* **Work item**
Starting at the line that contains "assert_eq!(anonymous.status().as_u16(), 401);", restate each line word for word through the final line of the data, keeping both ends.

* **Record extracts**
#[tokio::test]
async fn corrupted_progress_rows_read_as_empty() {
    let app = spawn_app().await;
    let (learner, token) = learner_token();

    for (name, value) in [("glossaryXP", "abc"), ("viewedGlossaryTerms", "[not json")] {
        sqlx::query("INSERT INTO learner_progress (learner_id, name, value) VALUES (?, ?, ?)")
            .bind(&learner)
            .bind(name)
            .bind(value)
            .execute(&app.pool)
            .await
            .unwrap();
    }

    let response = app
        .client
        .get(app.url("/api/progress"))
        .bearer_auth(&token)
        .send()
        .await
        .unwrap();
    assert_eq!(response.status().as_u16(), 200);

    let progress: serde_json::Value = response.json().await.unwrap();
    assert_eq!(progress["xp"], 0);
    assert_eq!(progress["credited_keys"], serde_json::json!([]));
}

#[tokio::test]
async fn protected_routes_check_token_and_role() {
    let app = spawn_app().await;
    let (_, learner) = learner_token();

    let anonymous = app.client.get(app.url("/api/progress")).send().await.unwrap();
    assert_eq!(anonymous.status().as_u16(), 401);

    let bad_token = app
        .client
        .get(app.url("/api/progress"))
        .bearer_auth("not-a-jwt")
        .send()
        .await
        .unwrap();
    assert_eq!(bad_token.status().as_u16(), 401);

    let forbidden = app
        .client
        .post(app.url("/api/admin/glossary"))
        .bearer_auth(&learner)
        .json(&serde_json::json!({
            "term": "AGI",
            "definition": "Adjusted Gross Income",
            "category": "Tax Terms"
        }))
        .send()
        .await
        .unwrap();
    assert_eq!(forbidden.status().as_u16(), 403);
}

* **Exercise output**
    assert_eq!(anonymous.status().as_u16(), 401);

    let bad_token = app
        .client
        .get(app.url("/api/progress"))
        .bearer_auth("not-a-jwt")
        .send()
        .await
        .unwrap();
    assert_eq!(bad_token.status().as_u16(), 401);

    let forbidden = app
        .client
        .post(app.url("/api/admin/glossary"))
        .bearer_auth(&learner)
        .json(&serde_json::json!({
            "term": "AGI",
            "definition": "Adjusted Gross Income",
            "category": "Tax Terms"
        }))
        .send()
        .await
        .unwrap();
    assert_eq!(forbidden.status().as_u16(), 403);
}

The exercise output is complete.